Bitcoin never considers number of leading zeroes

As I understand it, proof of work requires nodes to "scanning for a value that when hashed, such as with SHA-256, the hash begins with a number of zero bits" ([bitcoin paper]).

It is understandable why, after reading the famous white paper, you would think that. It is not true though. No bitcoin node actually cares about the number of leading zero bits. The test in Satoshi Nakamoto's source code is if (hash <= hashTarget) -- Nakamoto wrote one thing in the whitepaper but wrote something different in the actual Bitcoin software.

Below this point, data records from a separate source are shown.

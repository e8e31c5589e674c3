//! Deterministic BMI-threshold classifier for tests and artifact-less
//! development runs.

use obesiq_common::Result;
use obesiq_core::{bmi, FeatureRecord};

use crate::{Classifier, Prediction, NUM_CLASSES};

/// Maps BMI straight onto the seven severity classes using the WHO cut
/// points. Probability mass is concentrated on the chosen class with the
/// remainder spread evenly, so vectors still sum to 1.
#[derive(Debug, Clone, Copy, Default)]
pub struct MockClassifier;

impl MockClassifier {
    pub fn new() -> Self {
        Self
    }

    fn class_for_bmi(value: f64) -> usize {
        if value < 18.5 {
            0
        } else if value < 25.0 {
            1
        } else if value < 27.5 {
            2
        } else if value < 30.0 {
            3
        } else if value < 35.0 {
            4
        } else if value < 40.0 {
            5
        } else {
            6
        }
    }
}

impl Classifier for MockClassifier {
    fn predict(&self, record: &FeatureRecord) -> Result<Prediction> {
        let value = bmi(record.weight_kg, record.height_m)?;
        let class_index = Self::class_for_bmi(value);

        let mut probabilities = vec![0.05f32; NUM_CLASSES];
        probabilities[class_index] = 0.70;

        Ok(Prediction {
            class_index,
            probabilities,
        })
    }
}
//! Assessment pipeline and its form/API handlers.
//!
//! One request cycle: validate → normalize → predict → translate the
//! class index once → advice + risk profile. Everything below the
//! classifier call is pure.

use axum::extract::State;
use axum::response::Html;
use axum::{Form, Json};
use chrono::{DateTime, Utc};
use obesiq_common::{ApiError, ObesiqError, Result};
use obesiq_core::{
    advise, bmi, normalize, risk_profile, AdviceBundle, BmiCategory, ObesityClass, RiskProfile,
    UserProfile,
};
use serde::Serialize;
use tracing::info;
use uuid::Uuid;

use crate::handlers::dashboard::{page, NAV_HTML};
use crate::state::{AppState, SharedState};

/// Everything the display layer needs for one prediction cycle.
#[derive(Debug, Clone, Serialize)]
pub struct Assessment {
    pub id: Uuid,
    pub created_at: DateTime<Utc>,
    pub class_index: usize,
    pub class_identifier: String,
    pub label: String,
    pub confidence: f32,
    pub probabilities: Vec<f32>,
    pub risk_color: String,
    pub risk_level: String,
    pub weight_category: String,
    pub bmi: f64,
    pub bmi_category: String,
    pub advice: AdviceBundle,
    pub risk_profile: RiskProfile,
}

/// Run the full pipeline for one profile.
pub async fn run_assessment(state: &AppState, profile: &UserProfile) -> Result<Assessment> {
    profile.validate()?;

    let record = normalize(profile);
    let classifier = state.classifier().await?;
    let prediction = classifier.predict(&record)?;

    // Single boundary for index → label translation.
    let class = ObesityClass::from_index(prediction.class_index).ok_or_else(|| {
        ObesiqError::Domain(format!(
            "class index {} outside the 7-class output",
            prediction.class_index
        ))
    })?;

    let bmi_value = bmi(profile.weight_kg, profile.height_m)?;
    let advice = advise(prediction.class_index, profile);
    let factors = risk_profile(profile)?;

    info!(
        class = class.identifier(),
        confidence = prediction.confidence(),
        bmi = format!("{bmi_value:.1}"),
        "assessment complete"
    );

    Ok(Assessment {
        id: Uuid::new_v4(),
        created_at: Utc::now(),
        class_index: prediction.class_index,
        class_identifier: class.identifier().to_string(),
        label: class.display().to_string(),
        confidence: prediction.confidence(),
        probabilities: prediction.probabilities,
        risk_color: class.risk_color().to_string(),
        risk_level: class.risk_level().label().to_string(),
        weight_category: class.weight_category().label().to_string(),
        bmi: bmi_value,
        bmi_category: BmiCategory::classify(bmi_value).label().to_string(),
        advice,
        risk_profile: factors,
    })
}

/// POST /api/assess — JSON in, JSON out.
pub async fn api_assess(
    State(state): State<SharedState>,
    Json(profile): Json<UserProfile>,
) -> std::result::Result<Json<Assessment>, ApiError> {
    Ok(Json(run_assessment(&state, &profile).await?))
}

/// GET /assess — the input form.
pub async fn assess_page() -> Html<String> {
    let defaults = UserProfile::default();
    let body = format!(
        r#"
    <div class="page-header">
        <h1 class="page-title">Risk Assessment</h1>
        <p class="text-muted">Answer the questions below and run the analysis</p>
    </div>
    <form method="post" action="/assess" class="card form-grid">
        <fieldset>
            <legend>About you</legend>
            <label>Sex {}</label>
            <label>Age <input type="number" name="age" min="10" max="100" value="{}"></label>
            <label>Height (m) <input type="number" name="height_m" min="1.0" max="2.5" step="0.01" value="{}"></label>
            <label>Weight (kg) <input type="number" name="weight_kg" min="30" max="300" step="0.1" value="{}"></label>
            <label>Family history of overweight {}</label>
            <label>Smoker {}</label>
            <label>Do you track your calories? {}</label>
        </fieldset>
        <fieldset>
            <legend>Eating habits</legend>
            <label>Vegetable servings per day <input type="range" name="vegetable_freq" min="0" max="5" value="{}"></label>
            <label>Main meals per day <input type="range" name="meals_per_day" min="1" max="5" value="{}"></label>
            <label>Water intake (L/day) <input type="range" name="water_intake" min="0" max="5" value="{}"></label>
            <label>Snacking frequency {}</label>
            <label>Alcohol frequency {}</label>
        </fieldset>
        <fieldset>
            <legend>Lifestyle</legend>
            <label>Physical activity (days/week) <input type="range" name="activity_freq" min="0" max="7" value="{}"></label>
            <label>Screen time (hours/day) <input type="range" name="screen_time" min="0" max="12" value="{}"></label>
            <label>Stress level <input type="range" name="stress" min="0" max="5" value="{}"></label>
            <label>Primary transport {}</label>
        </fieldset>
        <button type="submit" class="btn btn-primary">Analyze my profile</button>
    </form>"#,
        select("sex", &["Female", "Male"], defaults.sex.as_str()),
        defaults.age,
        defaults.height_m,
        defaults.weight_kg,
        select("family_history", &["No", "Yes"], &defaults.family_history),
        select("smoker", &["No", "Yes"], &defaults.smoker),
        select("calorie_tracking", &["No", "Yes"], &defaults.calorie_tracking),
        defaults.vegetable_freq,
        defaults.meals_per_day,
        defaults.water_intake,
        select(
            "snacking",
            &["Never", "Sometimes", "Frequently", "Always"],
            defaults.snacking.as_str(),
        ),
        select(
            "alcohol",
            &["Never", "Sometimes", "Frequently", "Always"],
            defaults.alcohol.as_str(),
        ),
        defaults.activity_freq,
        defaults.screen_time,
        defaults.stress,
        select(
            "transport",
            &["Walking", "Bicycle", "Public_Transit", "Car"],
            defaults.transport.as_str(),
        ),
    );
    Html(page("Risk Assessment", NAV_HTML, &body))
}

fn select(name: &str, options: &[&str], selected: &str) -> String {
    let items: String = options
        .iter()
        .map(|o| {
            let mark = if *o == selected { " selected" } else { "" };
            format!(r#"<option value="{o}"{mark}>{o}</option>"#)
        })
        .collect();
    format!(r#"<select name="{name}">{items}</select>"#)
}

/// POST /assess — form submit, renders the result view.
pub async fn assess_submit(
    State(state): State<SharedState>,
    Form(profile): Form<UserProfile>,
) -> std::result::Result<Html<String>, ApiError> {
    let assessment = run_assessment(&state, &profile).await?;
    Ok(Html(render_result(&assessment)))
}

fn render_list(items: &[String]) -> String {
    items
        .iter()
        .map(|item| format!("<li>{item}</li>"))
        .collect()
}

fn render_result(a: &Assessment) -> String {
    let bars: String = a
        .probabilities
        .iter()
        .enumerate()
        .map(|(i, p)| {
            let label = ObesityClass::from_index(i).map(|c| c.display()).unwrap_or("?");
            let pct = (p * 100.0) as u32;
            format!(
                r#"<tr><td>{label}</td><td>
                    <div class="progress-track"><div class="progress-bar" style="width:{pct}%"></div></div>
                </td><td>{:.1}%</td></tr>"#,
                p * 100.0
            )
        })
        .collect();

    let body = format!(
        r#"
    <div class="page-header">
        <h1 class="page-title">Assessment Result</h1>
        <p class="text-muted">{created} — assessment {id}</p>
    </div>
    <div class="stats-grid">
        <div class="stat-card" style="border-left: 5px solid {color};">
            <div class="stat-value">{label}</div>
            <div class="stat-label">Prediction (confidence {confidence:.1}%)</div>
        </div>
        <div class="stat-card">
            <div class="stat-value">{bmi:.1} kg/m²</div>
            <div class="stat-label">BMI — {bmi_category}</div>
        </div>
        <div class="stat-card">
            <div class="stat-value">{risk_level}</div>
            <div class="stat-label">Risk level (class {index})</div>
        </div>
    </div>
    <div class="grid-2">
        <div class="card">
            <div class="card-header">Class probabilities</div>
            <table class="table"><tbody>{bars}</tbody></table>
        </div>
        <div class="card">
            <div class="card-header">Factor review</div>
            <h3>Risk factors</h3><ul>{risks}</ul>
            <h3>Protective factors</h3><ul>{protections}</ul>
        </div>
    </div>
    <div class="grid-2">
        <div class="card"><div class="card-header">Nutrition</div><ul>{nutrition}</ul></div>
        <div class="card"><div class="card-header">Physical activity</div><ul>{activity}</ul></div>
    </div>
    <div class="card"><div class="card-header">Lifestyle</div><ul>{lifestyle}</ul></div>
    <a href="/assess" class="btn btn-outline">New assessment</a>"#,
        created = a.created_at.format("%Y-%m-%d %H:%M UTC"),
        id = a.id,
        color = a.risk_color,
        label = a.label,
        confidence = a.confidence * 100.0,
        bmi = a.bmi,
        bmi_category = a.bmi_category,
        risk_level = a.risk_level,
        index = a.class_index,
        bars = bars,
        risks = render_list(&a.risk_profile.risk_factors),
        protections = render_list(&a.risk_profile.protective_factors),
        nutrition = render_list(&a.advice.nutrition),
        activity = render_list(&a.advice.physical_activity),
        lifestyle = render_list(&a.advice.lifestyle),
    );
    page("Assessment Result", NAV_HTML, &body)
}

#[cfg(test)]
mod tests {
    use super::*;
    use obesiq_config::Config;
    use obesiq_model::MockClassifier;
    use std::sync::Arc;

    fn mock_state() -> AppState {
        AppState::with_classifier(Config::default(), Arc::new(MockClassifier::new()))
    }

    #[tokio::test]
    async fn test_pipeline_on_default_profile() {
        let state = mock_state();
        let assessment = run_assessment(&state, &UserProfile::default()).await.unwrap();
        assert_eq!(assessment.class_index, 1);
        assert_eq!(assessment.label, "Normal weight");
        assert_eq!(assessment.probabilities.len(), 7);
        assert_eq!(assessment.bmi_category, "Normal weight");
        assert_eq!(assessment.risk_level, "Low");
    }

    #[tokio::test]
    async fn test_form_preselects_profile_defaults() {
        let Html(html) = assess_page().await;
        assert!(html.contains(r#"<option value="Female" selected>"#));
        assert!(html.contains(r#"<option value="No" selected>"#));
        assert!(html.contains(r#"<option value="Sometimes" selected>"#));
        assert!(html.contains(r#"<option value="Walking" selected>"#));
        assert!(!html.contains(r#"<option value="Never" selected>"#));
    }

    #[tokio::test]
    async fn test_pipeline_rejects_invalid_age() {
        let state = mock_state();
        let profile = UserProfile {
            age: 7,
            ..UserProfile::default()
        };
        let err = run_assessment(&state, &profile).await.unwrap_err();
        assert!(matches!(err, ObesiqError::Validation(_)));
    }

    #[tokio::test]
    async fn test_pipeline_obese_profile_flags_bmi_risk() {
        let state = mock_state();
        let profile = UserProfile {
            weight_kg: 95.0,
            ..UserProfile::default()
        };
        let assessment = run_assessment(&state, &profile).await.unwrap();
        assert_eq!(assessment.weight_category, "Obesity");
        assert_eq!(assessment.risk_level, "High");
        assert!(assessment
            .risk_profile
            .risk_factors
            .contains(&"High BMI (>=30)".to_string()));
    }
}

Therefore the situation is this:

Item Binary Comments / Verdict
Target 000000001100 8 leading zeroes in target
Block A hash 000000001101 8 leading zeroes but FAILURE because hash > target
Block B hash 000000001011 8 leading zeroes but SUCCESS because hash < target

Even though the block hashes have the same number of leading zeroes, one is a failure and the other a success.

The test is not "has a specified number of zeroes"

Specifically, based on the 3Blue1Brown video, nodes are scanning for number such that, when it is appended to the block of transactions, the hash of the block has a specified number of zeros.

That is doubly wrong. Even in systems based on numbers of leading zeroes, like hashcash, I believe it is acceptable to have more than the specified number of zeroes.


However the core of your question is certainly an important one.

Is SHA256(SHA256(n)) surjective?

No it is not.

according to an answer in cryptography.stackexchange.com to Is there a guarantee that for each possible hash y there exists a number x such that with hash function H, H(x) = y?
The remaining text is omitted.